Perry: My assignment in Thailand was to work at a non-governmental organization (NGO) helping to develop an English-language website. This organization works at the grassroots level to address urgent problems faced by local people in Thailand, such as conflict resolution, migration, economic development, social justice, cultural preservation, women's issues, health, and the environment. The local organization serves as a field resource for lager international agencies such as the United Nations, the Asian Development Bank, home country ministries, and The World Bank.

Each and everyday, I'd wake up and prepare to go off to work, often commuting by tuk-tuk. Evenings and weekends, we had ample time to enjoy trips to cultural events, museums, temples and restaurants. I even got to attend a local Thai wedding.

I learned so much -- not only about issues in Thailand, but especially about what work life is like in Thailand; I got to experience the day-to-day lives of ordinary Thai people.

What made this experience unique and special?

Perry: What comes to mind most the is how the volunteering and the close, intimate contact with local Thai people made for a far richer cultural learning experience for us. Being with local people -- working in their offices and schools, eating local food with them, partaking in local customs and rituals -- was so rich and valuable that I cannot image going to a country and not including some volunteerism.

How has this experience impacted your future?

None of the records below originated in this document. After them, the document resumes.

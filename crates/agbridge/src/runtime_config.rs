use std::{sync::Arc, time::Duration};

use agbridge_ai::GeminiConfig;
use agbridge_cli::Cli;
use agbridge_provider::{CredentialStore, CredentialStoreConfig, OAuthConfig, OAuthFlow};
use agbridge_session::{ContextBuilder, ContextBuilderConfig, SessionDiscovery};
use anyhow::{anyhow, Result};

pub(crate) fn credential_store(cli: &Cli) -> CredentialStore {
    let mut config = match &cli.config_dir {
        Some(dir) => CredentialStoreConfig::new(dir.clone()),
        None => CredentialStoreConfig::default(),
    };
    config.key_preference = cli.key_source.into();
    CredentialStore::new(config)
}

pub(crate) fn oauth_config(cli: &Cli) -> OAuthConfig {
    let mut config = OAuthConfig::new(cli.oauth_client_id.clone().unwrap_or_default());
    config.client_secret = cli
        .oauth_client_secret
        .clone()
        .filter(|secret| !secret.trim().is_empty());
    config.callback_timeout = Duration::from_secs(cli.oauth_callback_timeout_secs);
    config
}

pub(crate) fn oauth_flow(cli: &Cli) -> Result<OAuthFlow> {
    OAuthFlow::new(oauth_config(cli), Arc::new(credential_store(cli)))
        .map_err(|error| anyhow!("failed to configure oauth: {error}"))
}

pub(crate) fn gemini_config(cli: &Cli) -> GeminiConfig {
    GeminiConfig {
        api_base: cli.api_base.clone(),
        request_timeout_ms: cli.request_timeout_ms,
        max_retries: cli.max_retries,
        ..GeminiConfig::default()
    }
}

pub(crate) fn session_discovery(cli: &Cli) -> SessionDiscovery {
    match &cli.sessions_dir {
        Some(dir) => SessionDiscovery::with_roots(vec![dir.clone()]),
        None => SessionDiscovery::new(),
    }
}

pub(crate) fn context_builder(cli: &Cli) -> ContextBuilder {
    ContextBuilder::new(ContextBuilderConfig {
        max_tokens: cli.max_context_tokens,
        ..ContextBuilderConfig::default()
    })
}

#[cfg(test)]
mod tests {
    use clap::Parser;

    use agbridge_cli::Cli;
    use agbridge_provider::KeySourcePreference;

    use super::{context_builder, credential_store, gemini_config, oauth_config};

    #[test]
    fn unit_cli_flags_flow_into_library_configs() {
        let cli = Cli::try_parse_from([
            "agbridge",
            "status",
            "--config-dir",
            "/tmp/agbridge-test-config",
            "--api-base",
            "http://127.0.0.1:9/v1beta",
            "--max-retries",
            "5",
            "--max-context-tokens",
            "100",
            "--oauth-client-id",
            "client",
            "--oauth-client-secret",
            "  ",
        ])
        .expect("parse");

        let store = credential_store(&cli);
        assert_eq!(
            store.config_dir(),
            std::path::Path::new("/tmp/agbridge-test-config")
        );
        let gemini = gemini_config(&cli);
        assert_eq!(gemini.api_base, "http://127.0.0.1:9/v1beta");
        assert_eq!(gemini.max_retries, 5);
        assert_eq!(context_builder(&cli).config().max_tokens, 100);
        let oauth = oauth_config(&cli);
        assert_eq!(oauth.client_id, "client");
        assert_eq!(oauth.client_secret, None);
        assert_eq!(
            KeySourcePreference::from(cli.key_source),
            KeySourcePreference::Auto
        );
    }
}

Perry: In so many ways, I'm a better person -- both personally and professionally-- as a result of my CCS experience in Thailand. I feel much better equipped as a global citizen of the world. I feel my cultural understanding is both deepened and heightened as a result of my experience. My CCS experience has inspired me to work as an Alumni Ambassador to help others who are considering volunteer-abroad journeys. I've been so inspired that I've actually begun to consider starting my own business to train business professionals the cultural and field experience they might need to conduct business overseas.